WHAT THE EXERCISE ASKS:
Look for "which" in each line of the records, and copy the lines that have it.

══ DATA FOR PROCESSING ══

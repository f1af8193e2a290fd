//! Configuration management for the LP farmer.
//!
//! Loads settings from environment variables and config files.

use anyhow::{Context, Result};
use rust_decimal::Decimal;
use serde::{Deserialize, Serialize};

/// Main application configuration.
#[derive(Debug, Clone, Default, Serialize, Deserialize)]
pub struct Config {
    /// Strategy parameters
    #[serde(default)]
    pub strategy: StrategyConfig,
    /// Backtest driver settings
    #[serde(default)]
    pub backtest: BacktestSettings,
}

#[derive(Debug, Clone, PartialEq, Serialize, Deserialize)]
pub struct StrategyConfig {
    /// Starting capital in USDT
    #[serde(default = "default_initial_capital")]
    pub initial_capital: Decimal,
    /// Fraction of total value held as AMM reserve Y (0.0-1.0, exclusive)
    #[serde(default = "default_ideal_ratio")]
    pub ideal_ratio: Decimal,
    /// Annualized yield on AMM position value
    #[serde(default = "default_amm_supply_interest_rate")]
    pub amm_supply_interest_rate: Decimal,
    /// Annualized interest on TON debt
    #[serde(default = "default_borrow_interest_rate")]
    pub borrow_interest_rate: Decimal,
    /// Annualized interest on USDT collateral
    #[serde(default = "default_lending_supply_interest_rate")]
    pub lending_supply_interest_rate: Decimal,
    /// Collateral / debt value ratio at which the lending position is liquidated (> 1)
    #[serde(default = "default_liquidation_threshold")]
    pub liquidation_threshold: Decimal,
    /// TON price at construction
    #[serde(default = "default_initial_price")]
    pub initial_price: Decimal,
    /// Proportional fee charged on swap output (0.0-1.0, exclusive of 1)
    #[serde(default = "default_swap_fee")]
    pub swap_fee: Decimal,
    /// Minutes of interest accrued per tick; should match the price series spacing
    #[serde(default = "default_interest_period_minutes")]
    pub interest_period_minutes: u32,
    /// Relative AMM reserve Y deviation that triggers a rebalance
    #[serde(default = "default_rebalance_threshold")]
    pub rebalance_threshold: Decimal,
    /// Relative AMM reserve Y shortfall that makes a rebalance add liquidity
    #[serde(default = "default_liquidity_add_threshold")]
    pub liquidity_add_threshold: Decimal,
}

#[derive(Debug, Clone, Serialize, Deserialize)]
pub struct BacktestSettings {
    /// Keep every per-tick snapshot (needed for CSV export)
    #[serde(default = "default_record_snapshots")]
    pub record_snapshots: bool,
    /// Log progress every N ticks
    #[serde(default = "default_progress_interval")]
    pub progress_interval: usize,
}

// Default value functions
fn default_initial_capital() -> Decimal {
    Decimal::new(1_000_000, 0) // 1M USDT
}

fn default_ideal_ratio() -> Decimal {
    Decimal::new(33, 2) // 0.33
}

fn default_amm_supply_interest_rate() -> Decimal {
    Decimal::new(10, 2) // 10% APY
}

fn default_borrow_interest_rate() -> Decimal {
    Decimal::new(5, 2) // 5% APR
}

fn default_lending_supply_interest_rate() -> Decimal {
    Decimal::new(3, 2) // 3% APY
}

fn default_liquidation_threshold() -> Decimal {
    Decimal::new(15, 1) // 1.5
}

fn default_initial_price() -> Decimal {
    Decimal::new(2, 0)
}

fn default_swap_fee() -> Decimal {
    Decimal::new(3, 3) // 0.003 (0.3%)
}

fn default_interest_period_minutes() -> u32 {
    5 // Matches 5-minute candles
}

fn default_rebalance_threshold() -> Decimal {
    Decimal::new(10, 2) // 0.10
}

fn default_liquidity_add_threshold() -> Decimal {
    Decimal::new(5, 2) // 0.05
}

fn default_record_snapshots() -> bool {
    true
}

fn default_progress_interval() -> usize {
    10_000
}

impl Config {
    /// Load configuration from environment variables and config files.
    pub fn load() -> Result<Self> {
        dotenvy::dotenv().ok();

        let config = config::Config::builder()
            .add_source(config::File::with_name("config").required(false))
            .add_source(config::Environment::default().separator("__").prefix("LPF"))
            .build()
            .context("Failed to build configuration")?;

        config
            .try_deserialize()
            .context("Failed to deserialize configuration")
    }

    /// Validate configuration values.
    pub fn validate(&self) -> Result<()> {
        self.strategy.validate()?;

        anyhow::ensure!(
            self.backtest.progress_interval > 0,
            "progress_interval must be positive"
        );

        Ok(())
    }
}

impl StrategyConfig {
    /// Validate strategy parameters.
    pub fn validate(&self) -> Result<()> {
        anyhow::ensure!(
            self.initial_capital > Decimal::ZERO,
            "initial_capital must be positive"
        );

        anyhow::ensure!(
            self.ideal_ratio > Decimal::ZERO && self.ideal_ratio < Decimal::ONE,
            "ideal_ratio must be between 0 and 1 (exclusive)"
        );

        anyhow::ensure!(
            self.amm_supply_interest_rate >= Decimal::ZERO
                && self.borrow_interest_rate >= Decimal::ZERO
                && self.lending_supply_interest_rate >= Decimal::ZERO,
            "interest rates must be non-negative"
        );

        anyhow::ensure!(
            self.liquidation_threshold > Decimal::ONE,
            "liquidation_threshold must be greater than 1"
        );

        anyhow::ensure!(
            self.initial_price > Decimal::ZERO,
            "initial_price must be positive"
        );

        anyhow::ensure!(
            self.swap_fee >= Decimal::ZERO && self.swap_fee < Decimal::ONE,
            "swap_fee must be in [0, 1)"
        );

        anyhow::ensure!(
            self.interest_period_minutes > 0,
            "interest_period_minutes must be positive"
        );

        anyhow::ensure!(
            self.rebalance_threshold > Decimal::ZERO
                && self.liquidity_add_threshold >= Decimal::ZERO,
            "rebalance thresholds must be positive"
        );

        Ok(())
    }
}

impl Default for StrategyConfig {
    fn default() -> Self {
        Self {
            initial_capital: default_initial_capital(),
            ideal_ratio: default_ideal_ratio(),
            amm_supply_interest_rate: default_amm_supply_interest_rate(),
            borrow_interest_rate: default_borrow_interest_rate(),
            lending_supply_interest_rate: default_lending_supply_interest_rate(),
            liquidation_threshold: default_liquidation_threshold(),
            initial_price: default_initial_price(),
            swap_fee: default_swap_fee(),
            interest_period_minutes: default_interest_period_minutes(),
            rebalance_threshold: default_rebalance_threshold(),
            liquidity_add_threshold: default_liquidity_add_threshold(),
        }
    }
}

impl Default for BacktestSettings {
    fn default() -> Self {
        Self {
            record_snapshots: default_record_snapshots(),
            progress_interval: default_progress_interval(),
        }
    }
}
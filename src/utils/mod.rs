//! Shared utilities.

pub mod decimal;
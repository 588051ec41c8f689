use std::sync::Arc;

use chrono::Utc;
use tracing::{debug, info};

use super::domain::{
    Application, ApplicationKey, ApplicationPatch, ApplicationStatus, ReapplyPolicy,
};
use super::repository::{ApplicationField, ApplicationRepository, Write};
use crate::store::{RecordStore, StoreError};

/// Owns the application state machine on top of a [`RecordStore`].
///
/// Every mutation is a single atomic upsert on the composite key, so concurrent callers
/// touching the same pair never produce two records; the last writer wins. Store failures are
/// returned unchanged and never retried here.
pub struct ApplicationLifecycle<S> {
    repository: ApplicationRepository<S>,
    reapply: ReapplyPolicy,
}

impl<S> ApplicationLifecycle<S>
where
    S: RecordStore + 'static,
{
    pub fn new(store: Arc<S>) -> Self {
        Self::with_policy(store, ReapplyPolicy::default())
    }

    pub fn with_policy(store: Arc<S>, reapply: ReapplyPolicy) -> Self {
        Self {
            repository: ApplicationRepository::new(store),
            reapply,
        }
    }

    pub fn reapply_policy(&self) -> ReapplyPolicy {
        self.reapply
    }

    /// Student applies to an opportunity.
    ///
    /// Creates the record as `applied` when absent. A `shortlisted` or `contacted` record is
    /// returned untouched. An `applied` or `rejected` record follows the [`ReapplyPolicy`].
    pub fn apply(
        &self,
        opportunity_id: &str,
        student_id: &str,
        org_id: &str,
    ) -> Result<Application, LifecycleError> {
        let key = ApplicationKey::new(opportunity_id, student_id);
        let now = Utc::now();
        let policy = self.reapply;
        let mut reapplied = None;

        let application = self.repository.write(&key, |existing| {
            let Some(existing) = existing else {
                return Ok(Write::Create(Application::new(
                    opportunity_id,
                    student_id,
                    org_id,
                    ApplicationStatus::Applied,
                    now,
                )));
            };
            ensure_same_pair(&existing, opportunity_id, student_id)?;

            let keep = existing.status.is_advanced() || policy == ReapplyPolicy::KeepExisting;
            reapplied = Some((existing.status, keep));
            if keep {
                Ok(Write::Keep)
            } else {
                Ok(Write::Patch(ApplicationPatch::status(
                    ApplicationStatus::Applied,
                    now,
                )))
            }
        })?;

        match reapplied {
            None => info!(
                application_key = %key,
                org_id = %application.org_id,
                actor = "student",
                "application created"
            ),
            Some((status, true)) => debug!(
                application_key = %key,
                status = %status,
                "re-apply left application unchanged"
            ),
            Some((status, false)) => info!(
                application_key = %key,
                from = %status,
                status = %application.status,
                actor = "student",
                "re-apply reset application"
            ),
        }

        Ok(application)
    }

    /// Reviewer-driven status change. No transition is refused.
    ///
    /// A missing record is created directly in `next`, which needs the owning organization;
    /// without one the call fails with [`LifecycleError::MissingOwner`].
    pub fn set_status(
        &self,
        opportunity_id: &str,
        student_id: &str,
        next: ApplicationStatus,
        org_id_if_creating: Option<&str>,
    ) -> Result<Application, LifecycleError> {
        self.transition(opportunity_id, student_id, next, org_id_if_creating, "reviewer")
    }

    /// Student withdrawal, recorded as `rejected`.
    pub fn withdraw(
        &self,
        opportunity_id: &str,
        student_id: &str,
    ) -> Result<Application, LifecycleError> {
        self.transition(
            opportunity_id,
            student_id,
            ApplicationStatus::Rejected,
            None,
            "student",
        )
    }

    pub fn get(
        &self,
        opportunity_id: &str,
        student_id: &str,
    ) -> Result<Option<Application>, LifecycleError> {
        let key = ApplicationKey::new(opportunity_id, student_id);
        Ok(self.repository.fetch(&key)?)
    }

    pub fn by_opportunity(&self, opportunity_id: &str) -> Result<Vec<Application>, LifecycleError> {
        Ok(self
            .repository
            .list_by(ApplicationField::Opportunity, opportunity_id)?)
    }

    pub fn by_organization(&self, org_id: &str) -> Result<Vec<Application>, LifecycleError> {
        Ok(self
            .repository
            .list_by(ApplicationField::Organization, org_id)?)
    }

    pub fn by_student(&self, student_id: &str) -> Result<Vec<Application>, LifecycleError> {
        Ok(self
            .repository
            .list_by(ApplicationField::Student, student_id)?)
    }

    fn transition(
        &self,
        opportunity_id: &str,
        student_id: &str,
        next: ApplicationStatus,
        org_id_if_creating: Option<&str>,
        actor: &'static str,
    ) -> Result<Application, LifecycleError> {
        let key = ApplicationKey::new(opportunity_id, student_id);
        let now = Utc::now();
        let mut previous = None;

        let application = self.repository.write(&key, |existing| match existing {
            None => {
                let org_id = org_id_if_creating
                    .filter(|org_id| !org_id.trim().is_empty())
                    .ok_or_else(|| LifecycleError::MissingOwner { key: key.clone() })?;
                Ok(Write::Create(Application::new(
                    opportunity_id,
                    student_id,
                    org_id,
                    next,
                    now,
                )))
            }
            Some(existing) => {
                ensure_same_pair(&existing, opportunity_id, student_id)?;
                previous = Some(existing.status);
                Ok(Write::Patch(ApplicationPatch::status(next, now)))
            }
        })?;

        match previous {
            None => info!(
                application_key = %key,
                status = %next,
                actor,
                "application created by status change"
            ),
            Some(from) => {
                if !from.is_conventional_transition(next) {
                    debug!(
                        application_key = %key,
                        from = %from,
                        to = %next,
                        "status change outside the usual pipeline order"
                    );
                }
                info!(
                    application_key = %key,
                    from = %from,
                    status = %next,
                    actor,
                    "application status changed"
                );
            }
        }

        Ok(application)
    }
}

/// Ids containing `_` can produce the same composite key for two different pairs.
fn ensure_same_pair(
    existing: &Application,
    opportunity_id: &str,
    student_id: &str,
) -> Result<(), LifecycleError> {
    if existing.opportunity_id == opportunity_id && existing.student_id == student_id {
        Ok(())
    } else {
        Err(LifecycleError::KeyCollision {
            key: existing.key.clone(),
            opportunity_id: existing.opportunity_id.clone(),
            student_id: existing.student_id.clone(),
        })
    }
}

/// Error raised by the application lifecycle.
#[derive(Debug, thiserror::Error)]
pub enum LifecycleError {
    #[error("application {key} does not exist and no owning organization was supplied")]
    MissingOwner { key: ApplicationKey },
    #[error(
        "application key {key} already belongs to opportunity {opportunity_id} and student {student_id}"
    )]
    KeyCollision {
        key: ApplicationKey,
        opportunity_id: String,
        student_id: String,
    },
    #[error(transparent)]
    Store(#[from] StoreError),
}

═══

TASK RESULT:
    /// Collateral / debt value ratio at which the lending position is liquidated (> 1)
    /// A missing record is created directly in `next`, which needs the owning organization;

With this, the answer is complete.